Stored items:

-- Opening Marker --

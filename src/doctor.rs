//! Health checks for docqa.
//!
//! Provides the `doctor` command functionality:
//! - Documents directory state and load results
//! - Ollama connectivity and configured model availability

use std::path::Path;

use crate::config::Config;
use crate::store::{LoadReport, LoadStatus};

// ANSI color codes for terminal output
const GREEN: &str = "\x1b[32m";
const RED: &str = "\x1b[31m";
const YELLOW: &str = "\x1b[33m";
const RESET: &str = "\x1b[0m";
const BOLD: &str = "\x1b[1m";
const DIM: &str = "\x1b[2m";

/// Health status for a component.
#[derive(Debug, Clone, PartialEq)]
pub enum HealthStatus {
    /// Component is healthy
    Ok,
    /// Component has a warning but is functional
    Warning(String),
    /// Component is not functional
    Error(String),
}

impl HealthStatus {
    pub fn is_ok(&self) -> bool {
        matches!(self, HealthStatus::Ok)
    }

    pub fn is_error(&self) -> bool {
        matches!(self, HealthStatus::Error(_))
    }
}

/// Documents directory health information.
#[derive(Debug)]
pub struct DocumentsHealth {
    pub status: HealthStatus,
    pub dir: String,
    pub found: usize,
    pub loaded: usize,
    pub skipped: usize,
    pub failures: Vec<String>,
    pub total_bytes: usize,
}

/// Ollama connectivity information.
#[derive(Debug)]
pub struct OllamaHealth {
    pub status: HealthStatus,
    pub base_url: String,
    pub model: String,
    pub models: Vec<String>,
}

/// Runs every check, prints the report, and returns whether all checks passed without errors.
pub fn run_health_checks(config: &Config) -> bool {
    let docs = check_documents_health(&config.docs_dir, config.load_documents());
    let ollama = check_ollama_health(config);

    print_health_report(&docs, &ollama);

    !docs.status.is_error() && !ollama.status.is_error()
}

/// Summarizes a load attempt of `dir`.
pub fn check_documents_health(dir: &Path, load: anyhow::Result<LoadReport>) -> DocumentsHealth {
    let dir = dir.display().to_string();
    let report = match load {
        Ok(report) => report,
        Err(e) => {
            return DocumentsHealth {
                status: HealthStatus::Error(format!("{e:#}")),
                dir,
                found: 0,
                loaded: 0,
                skipped: 0,
                failures: Vec::new(),
                total_bytes: 0,
            };
        }
    };

    let failures: Vec<String> = report
        .failures
        .iter()
        .map(|f| format!("{}: {}", f.name, f.reason))
        .collect();

    let status = match report.status {
        LoadStatus::DirectoryCreated => {
            HealthStatus::Warning("Directory was missing and has been created".to_string())
        }
        LoadStatus::NoDocuments => HealthStatus::Warning("No documents loaded".to_string()),
        LoadStatus::Loaded if !failures.is_empty() => {
            HealthStatus::Warning(format!("{} file(s) failed to load", failures.len()))
        }
        LoadStatus::Loaded => HealthStatus::Ok,
    };

    DocumentsHealth {
        status,
        dir,
        found: report.found,
        loaded: report.loaded,
        skipped: report.skipped,
        failures,
        total_bytes: report.store.total_bytes(),
    }
}

fn check_ollama_health(config: &Config) -> OllamaHealth {
    let client = match config.ollama_client() {
        Ok(c) => c,
        Err(e) => {
            return OllamaHealth {
                status: HealthStatus::Error(format!("{e:#}")),
                base_url: String::new(),
                model: config.model.clone(),
                models: Vec::new(),
            };
        }
    };

    let base_url = client.base_url().to_string();
    match client.list_models() {
        Ok(models) => OllamaHealth {
            status: model_status(&config.model, &models),
            base_url,
            model: config.model.clone(),
            models,
        },
        Err(e) => OllamaHealth {
            status: HealthStatus::Error(format!("Connection failed: {}", e)),
            base_url,
            model: config.model.clone(),
            models: Vec::new(),
        },
    }
}

/// Checks that the configured model is installed.
///
/// A name without a tag (`qwen2.5`) matches the `latest` tag, as Ollama resolves it.
pub fn model_status(model: &str, installed: &[String]) -> HealthStatus {
    if installed.is_empty() {
        return HealthStatus::Warning("No models installed".to_string());
    }
    let wanted = if model.contains(':') {
        model.to_string()
    } else {
        format!("{model}:latest")
    };
    if installed.iter().any(|m| *m == wanted || m == model) {
        HealthStatus::Ok
    } else {
        HealthStatus::Warning(format!("Model {model} is not installed (ollama pull {model})"))
    }
}

// ============================================================================
// Pretty Printing
// ============================================================================

fn status_symbol(status: &HealthStatus) -> &'static str {
    match status {
        HealthStatus::Ok => "\u{2713}",
        HealthStatus::Warning(_) => "!",
        HealthStatus::Error(_) => "\u{2717}",
    }
}

fn status_color(status: &HealthStatus) -> &'static str {
    match status {
        HealthStatus::Ok => GREEN,
        HealthStatus::Warning(_) => YELLOW,
        HealthStatus::Error(_) => RED,
    }
}

fn status_text(status: &HealthStatus, ok: &str) -> String {
    match status {
        HealthStatus::Ok => ok.to_string(),
        HealthStatus::Warning(w) => w.clone(),
        HealthStatus::Error(e) => e.clone(),
    }
}

fn print_health_report(docs: &DocumentsHealth, ollama: &OllamaHealth) {
    println!("{}docqa doctor{}", BOLD, RESET);
    println!();

    println!("{}Documents{}", BOLD, RESET);
    println!(
        "  {}{}{} Status: {}",
        status_color(&docs.status),
        status_symbol(&docs.status),
        RESET,
        status_text(&docs.status, "OK")
    );
    println!("    {}Path: {}{}", DIM, docs.dir, RESET);
    println!(
        "    {}Found: {}  Loaded: {}  Skipped: {}  Failed: {}{}",
        DIM,
        docs.found,
        docs.loaded,
        docs.skipped,
        docs.failures.len(),
        RESET
    );
    if docs.loaded > 0 {
        println!("    {}Corpus size: {} bytes{}", DIM, docs.total_bytes, RESET);
    }
    for failure in &docs.failures {
        println!("    {}{}{}", RED, failure, RESET);
    }
    println!();

    println!("{}Ollama{}", BOLD, RESET);
    println!(
        "  {}{}{} Status: {}",
        status_color(&ollama.status),
        status_symbol(&ollama.status),
        RESET,
        status_text(&ollama.status, "Connected")
    );
    if !ollama.base_url.is_empty() {
        println!("    {}URL: {}{}", DIM, ollama.base_url, RESET);
    }
    println!("    {}Model: {}{}", DIM, ollama.model, RESET);
    if !ollama.models.is_empty() {
        let models_display = if ollama.models.len() > 3 {
            format!(
                "{}, ... ({} more)",
                ollama.models[..3].join(", "),
                ollama.models.len() - 3
            )
        } else {
            ollama.models.join(", ")
        };
        println!("    {}Installed: {}{}", DIM, models_display, RESET);
    }
}
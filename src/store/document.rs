//! The `Document` type held by the store.

/// A single loaded text document.
///
/// `name` is the path of the source file relative to the documents
/// directory and is unique within a store. Content is kept verbatim.
#[derive(Debug, Clone, PartialEq, Eq)]
pub struct Document {
    name: String,
    content: String,
}

impl Document {
    /// Creates a document from its name and full text.
    pub fn new(name: impl Into<String>, content: impl Into<String>) -> Self {
        Self {
            name: name.into(),
            content: content.into(),
        }
    }

    /// Returns the document name (source filename).
    pub fn name(&self) -> &str {
        &self.name
    }

    /// Returns the full, unmodified document text.
    pub fn content(&self) -> &str {
        &self.content
    }

    /// Number of characters left after trimming surrounding whitespace.
    pub(crate) fn meaningful_chars(&self) -> usize {
        self.content.trim().chars().count()
    }
}
//! Runtime configuration.
//!
//! Values come from environment variables (a `.env` file is honoured by the
//! binary), with command-line flags applied on top by the caller.
//!
//! | Variable | Default |
//! |---|---|
//! | `DOCQA_DOCS_DIR` | `./docs` |
//! | `OLLAMA_HOST` | `http://localhost:11434` |
//! | `OLLAMA_MODEL` | `qwen2.5:3b` |
//! | `DOCQA_TEMPERATURE` | `0.1` |
//! | `DOCQA_MAX_OUTPUT_TOKENS` | `800` (`0` = unbounded) |
//! | `DOCQA_TIMEOUT_SECS` | `120` |
//! | `DOCQA_MAX_RETRIES` | `0` |
//! | `DOCQA_LANGUAGE` | `Chinese` |
//! | `DOCQA_CASE_INSENSITIVE_EXT` | `false` |
//! | `DOCQA_RECURSIVE` | `false` |
//! | `DOCQA_PROMPT_TEMPLATE` | unset |
//! | `DOCQA_BIND` | `0.0.0.0:8808` |

use std::path::PathBuf;
use std::str::FromStr;
use std::sync::Arc;
use std::time::Duration;

use anyhow::{Context, Result, anyhow, bail};

use crate::answerer::{PromptTemplate, QueryAnswerer, QueryAnswererBuilder};
use crate::ollama::{GenerateOptions, OllamaClient, OllamaClientBuilder, RetryPolicy};
use crate::store::{DocumentStore, LoadOptions, LoadReport};

pub const DEFAULT_DOCS_DIR: &str = "./docs";
pub const DEFAULT_MODEL: &str = "qwen2.5:3b";
pub const DEFAULT_BIND: &str = "0.0.0.0:8808";

/// Fully resolved settings for one process.
#[derive(Debug, Clone, PartialEq)]
pub struct Config {
    pub docs_dir: PathBuf,
    /// `None` lets the client fall back to its own default.
    pub ollama_host: Option<String>,
    pub model: String,
    pub temperature: f32,
    pub max_output_tokens: Option<u32>,
    pub request_timeout: Duration,
    pub max_retries: usize,
    pub language: String,
    pub case_insensitive_extensions: bool,
    pub recursive: bool,
    pub prompt_template: Option<PathBuf>,
    pub bind: String,
}

impl Default for Config {
    fn default() -> Self {
        Self {
            docs_dir: PathBuf::from(DEFAULT_DOCS_DIR),
            ollama_host: None,
            model: DEFAULT_MODEL.to_string(),
            temperature: 0.1,
            max_output_tokens: Some(800),
            request_timeout: Duration::from_secs(120),
            max_retries: 0,
            language: "Chinese".to_string(),
            case_insensitive_extensions: false,
            recursive: false,
            prompt_template: None,
            bind: DEFAULT_BIND.to_string(),
        }
    }
}

impl Config {
    /// Reads configuration from the process environment.
    ///
    /// # Errors
    ///
    /// Returns an error if a variable is set but cannot be parsed.
    pub fn from_env() -> Result<Self> {
        Self::from_lookup(|key| std::env::var(key).ok())
    }

    /// Reads configuration through `lookup`, treating empty values as unset.
    pub fn from_lookup(lookup: impl Fn(&str) -> Option<String>) -> Result<Self> {
        let get = |key: &str| lookup(key).filter(|v| !v.trim().is_empty());
        let mut config = Self::default();

        if let Some(dir) = get("DOCQA_DOCS_DIR") {
            config.docs_dir = PathBuf::from(dir);
        }
        config.ollama_host = get("OLLAMA_HOST");
        if let Some(model) = get("OLLAMA_MODEL") {
            config.model = model;
        }
        if let Some(raw) = get("DOCQA_TEMPERATURE") {
            config.temperature = parse_var("DOCQA_TEMPERATURE", &raw)?;
        }
        if let Some(raw) = get("DOCQA_MAX_OUTPUT_TOKENS") {
            let tokens: u32 = parse_var("DOCQA_MAX_OUTPUT_TOKENS", &raw)?;
            config.max_output_tokens = (tokens > 0).then_some(tokens);
        }
        if let Some(raw) = get("DOCQA_TIMEOUT_SECS") {
            config.request_timeout = Duration::from_secs(parse_var("DOCQA_TIMEOUT_SECS", &raw)?);
        }
        if let Some(raw) = get("DOCQA_MAX_RETRIES") {
            config.max_retries = parse_var("DOCQA_MAX_RETRIES", &raw)?;
        }
        if let Some(language) = get("DOCQA_LANGUAGE") {
            config.language = language;
        }
        if let Some(raw) = get("DOCQA_CASE_INSENSITIVE_EXT") {
            config.case_insensitive_extensions = parse_bool("DOCQA_CASE_INSENSITIVE_EXT", &raw)?;
        }
        if let Some(raw) = get("DOCQA_RECURSIVE") {
            config.recursive = parse_bool("DOCQA_RECURSIVE", &raw)?;
        }
        config.prompt_template = get("DOCQA_PROMPT_TEMPLATE").map(PathBuf::from);
        if let Some(bind) = get("DOCQA_BIND") {
            config.bind = bind;
        }

        config.validate()?;
        Ok(config)
    }

    /// Checks value ranges that parsing alone does not catch.
    pub fn validate(&self) -> Result<()> {
        if !self.temperature.is_finite() || self.temperature < 0.0 {
            bail!("Temperature must be a non-negative number, got {}", self.temperature);
        }
        if self.request_timeout.is_zero() {
            bail!("Request timeout must be at least one second");
        }
        if self.model.trim().is_empty() {
            bail!("Model name cannot be empty");
        }
        Ok(())
    }

    pub fn load_options(&self) -> LoadOptions {
        LoadOptions {
            case_insensitive_extensions: self.case_insensitive_extensions,
            recursive: self.recursive,
            ..LoadOptions::default()
        }
    }

    pub fn generate_options(&self) -> GenerateOptions {
        GenerateOptions {
            temperature: self.temperature,
            max_output_tokens: self.max_output_tokens,
        }
    }

    pub fn retry_policy(&self) -> RetryPolicy {
        RetryPolicy {
            max_retries: self.max_retries,
            ..RetryPolicy::none()
        }
    }

    /// Default template in the configured language, or the custom template file.
    pub fn prompt_template(&self) -> Result<PromptTemplate> {
        match &self.prompt_template {
            Some(path) => PromptTemplate::from_file(path, self.language.clone()),
            None => Ok(PromptTemplate::with_language(self.language.clone())),
        }
    }

    /// Loads the documents directory.
    pub fn load_documents(&self) -> Result<LoadReport> {
        DocumentStore::load(&self.docs_dir, &self.load_options()).with_context(|| {
            format!("Failed to load documents from {}", self.docs_dir.display())
        })
    }

    /// Builds the HTTP client for the configured Ollama host.
    pub fn ollama_client(&self) -> Result<OllamaClient> {
        let mut builder = OllamaClientBuilder::new()
            .request_timeout(self.request_timeout)
            .retry_policy(self.retry_policy());
        if let Some(host) = &self.ollama_host {
            builder = builder.base_url(host.clone());
        }
        builder.build().context("Failed to create Ollama client")
    }

    /// Wires a loaded store and the Ollama client into a `QueryAnswerer`.
    pub fn build_answerer(&self, store: Arc<DocumentStore>) -> Result<QueryAnswerer> {
        let client = Arc::new(self.ollama_client()?);
        QueryAnswererBuilder::new()
            .client(client)
            .store(store)
            .model(self.model.clone())
            .options(self.generate_options())
            .template(self.prompt_template()?)
            .build()
            .map_err(anyhow::Error::from)
    }
}

fn parse_var<T>(key: &str, raw: &str) -> Result<T>
where
    T: FromStr,
    T::Err: std::fmt::Display,
{
    raw.trim()
        .parse()
        .map_err(|e| anyhow!("Invalid value for {key}: {raw:?} ({e})"))
}

fn parse_bool(key: &str, raw: &str) -> Result<bool> {
    match raw.trim().to_ascii_lowercase().as_str() {
        "1" | "true" | "yes" | "on" => Ok(true),
        "0" | "false" | "no" | "off" => Ok(false),
        _ => bail!("Invalid value for {key}: {raw:?} (expected true or false)"),
    }
}
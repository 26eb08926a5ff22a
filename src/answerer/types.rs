//! Types for question answering results.

use thiserror::Error;

/// Errors reported to the caller instead of being folded into the answer text.
#[derive(Debug, Error, PartialEq, Eq)]
pub enum AnswerError {
    /// The question was empty or whitespace-only.
    #[error("Question cannot be empty")]
    InvalidInput,
}

/// Errors from `QueryAnswererBuilder::build`.
#[derive(Debug, Error, PartialEq, Eq)]
pub enum BuildError {
    /// A required component was never set.
    #[error("Query answerer misconfigured: {0} must be set")]
    Missing(&'static str),
}

/// How an answer was produced.
#[derive(Debug, Clone, Copy, PartialEq, Eq)]
pub enum AnswerOutcome {
    /// The backend generated the answer.
    Answered,
    /// No documents are loaded; the answer is the advisory message and the backend was not called.
    NoDocuments,
    /// The backend call failed; the answer is a normalized error message.
    BackendFailure,
}

impl std::fmt::Display for AnswerOutcome {
    fn fmt(&self, f: &mut std::fmt::Formatter<'_>) -> std::fmt::Result {
        match self {
            Self::Answered => write!(f, "answered"),
            Self::NoDocuments => write!(f, "no_documents"),
            Self::BackendFailure => write!(f, "backend_failure"),
        }
    }
}

/// Result of answering one question. Built fresh per call and never cached.
#[derive(Debug, Clone, PartialEq)]
pub struct AnswerResult {
    /// The question exactly as asked
    question: String,
    /// Model reply, advisory text, or normalized error message
    answer: String,
    /// Documents in the store at answer time
    document_count: usize,
    outcome: AnswerOutcome,
    /// Model the prompt was sent to
    model: String,
}

impl AnswerResult {
    /// Creates a result carrying the model's reply verbatim.
    pub fn answered(question: String, answer: String, document_count: usize, model: String) -> Self {
        Self {
            question,
            answer,
            document_count,
            outcome: AnswerOutcome::Answered,
            model,
        }
    }

    /// Creates the advisory result returned when no documents are loaded.
    pub fn no_documents(question: String, advisory: String, model: String) -> Self {
        Self {
            question,
            answer: advisory,
            document_count: 0,
            outcome: AnswerOutcome::NoDocuments,
            model,
        }
    }

    /// Creates a result whose answer describes a failed backend call.
    pub fn backend_failure(
        question: String,
        message: String,
        document_count: usize,
        model: String,
    ) -> Self {
        Self {
            question,
            answer: message,
            document_count,
            outcome: AnswerOutcome::BackendFailure,
            model,
        }
    }

    /// Returns the original question.
    pub fn question(&self) -> &str {
        &self.question
    }

    /// Returns the answer text.
    pub fn answer(&self) -> &str {
        &self.answer
    }

    /// Returns the number of documents that were loaded when answering.
    pub fn document_count(&self) -> usize {
        self.document_count
    }

    pub fn outcome(&self) -> AnswerOutcome {
        self.outcome
    }

    pub fn model(&self) -> &str {
        &self.model
    }

    /// Returns true if the answer came from the backend.
    pub fn is_answered(&self) -> bool {
        self.outcome == AnswerOutcome::Answered
    }
}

-- Closing Marker --

**Required work**
Only a number is wanted: how many lines above include "filename"?

**Exercise solution**
4